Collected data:
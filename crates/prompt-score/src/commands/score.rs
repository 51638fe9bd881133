//! Score command: rate a single prompt and suggest improvements.

use anyhow::{Context, bail};
use camino::Utf8PathBuf;
use clap::Args;
use owo_colors::OwoColorize;
use tracing::{debug, instrument};

use prompt_score_core::config::Config;
use prompt_score_core::{Assessment, Criterion, ScoreClass, validate_prompt};

use super::{read_input_file, read_stdin};

/// Width of the total-score bar, in cells.
const BAR_WIDTH: usize = 20;

/// Arguments for the `score` subcommand.
#[derive(Args, Debug, Default)]
pub struct ScoreArgs {
    /// File containing the prompt (`-` or omitted reads stdin).
    #[arg(conflicts_with = "text")]
    pub file: Option<Utf8PathBuf>,

    /// Prompt text to score.
    #[arg(short, long)]
    pub text: Option<String>,

    /// Fail when the total score is below this value.
    #[arg(long, value_parser = clap::value_parser!(u8).range(0..=100))]
    pub fail_under: Option<u8>,

    /// Hide suggestions and the improved prompt in text output.
    #[arg(long)]
    pub no_suggestions: bool,
}

/// Score a prompt from `--text`, a file, or stdin.
#[instrument(name = "cmd_score", skip_all, fields(file = ?args.file))]
pub fn cmd_score(args: ScoreArgs, global_json: bool, config: &Config) -> anyhow::Result<()> {
    debug!(file = ?args.file, inline = args.text.is_some(), "executing score command");

    let policy = config.input_policy();
    let (source, raw) = match (args.text, args.file) {
        (Some(text), _) => ("--text".to_string(), text),
        (None, Some(path)) if path.as_str() != "-" => {
            let content = read_input_file(&path, policy.max_bytes)?;
            (path.to_string(), content)
        }
        (None, _) => ("stdin".to_string(), read_stdin(policy.max_bytes)?),
    };

    let prompt =
        validate_prompt(&raw, &policy).with_context(|| format!("cannot score {source}"))?;

    let engine = config
        .scoring_engine()
        .context("failed to build lexicon from configuration")?;
    let assessment = engine.assess(prompt);

    if global_json {
        println!("{}", serde_json::to_string_pretty(&assessment)?);
    } else {
        print_assessment(&assessment, !args.no_suggestions);
    }

    let fail_under = args.fail_under.or(config.fail_under);
    if let Some(min) = fail_under
        && assessment.report.total < min
    {
        bail!(
            "{source} scored {} (minimum: {min}). Follow the suggestions and try again.",
            assessment.report.total,
        );
    }

    Ok(())
}

/// Colorize a score according to its band.
pub(crate) fn paint_score(score: u8, class: ScoreClass) -> String {
    let text = score.to_string();
    match class {
        ScoreClass::Excellent => text.green().to_string(),
        ScoreClass::Good => text.cyan().to_string(),
        ScoreClass::Fair => text.yellow().to_string(),
        ScoreClass::NeedsImprovement => text.red().to_string(),
    }
}

fn star_string(stars: u8) -> String {
    (1..=5)
        .map(|i| if i <= stars { '★' } else { '☆' })
        .collect()
}

fn label(criterion: Criterion) -> &'static str {
    match criterion {
        Criterion::Context => "Context",
        Criterion::Specificity => "Specificity",
        Criterion::Clarity => "Clarity",
        Criterion::Objective => "Objective",
        Criterion::Completeness => "Completeness",
    }
}

fn print_assessment(assessment: &Assessment, show_suggestions: bool) {
    let report = &assessment.report;

    for (criterion, score) in report.iter() {
        let stars = prompt_score_core::stars(score);
        println!(
            "  {:<13} {} {:>3}",
            format!("{}:", label(criterion)).cyan(),
            star_string(stars).yellow(),
            score,
        );
    }

    let filled = usize::from(report.total) * BAR_WIDTH / 100;
    let bar = format!(
        "{}{}",
        "█".repeat(filled),
        "░".repeat(BAR_WIDTH - filled)
    );
    println!(
        "\n  {} [{}] {}/100",
        "Total:".bold(),
        bar,
        paint_score(report.total, assessment.class),
    );
    println!("  {}", assessment.message);

    if !show_suggestions || assessment.suggestions.is_empty() {
        return;
    }

    if !assessment.suggestions.suggestions.is_empty() {
        println!("\n  {}", "Suggestions:".bold());
        for s in &assessment.suggestions.suggestions {
            println!("    - {}", s.text);
        }
    }

    if let Some(ref template) = assessment.suggestions.improved_template {
        println!("\n  {}", "Improved prompt:".bold());
        println!("    {}", template.dimmed());
    }
}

TASK STATEMENT:
Will you return exactly the lines above from the one with "text to score." down to the one with "#[arg(long)]", counting both as part of the range?

RESPONSE TO THIS EXERCISE:
    /// Prompt text to score.
    #[arg(short, long)]
    pub text: Option<String>,

    /// Fail when the total score is below this value.
    #[arg(long, value_parser = clap::value_parser!(u8).range(0..=100))]
    pub fail_under: Option<u8>,

    /// Hide suggestions and the improved prompt in text output.
    #[arg(long)]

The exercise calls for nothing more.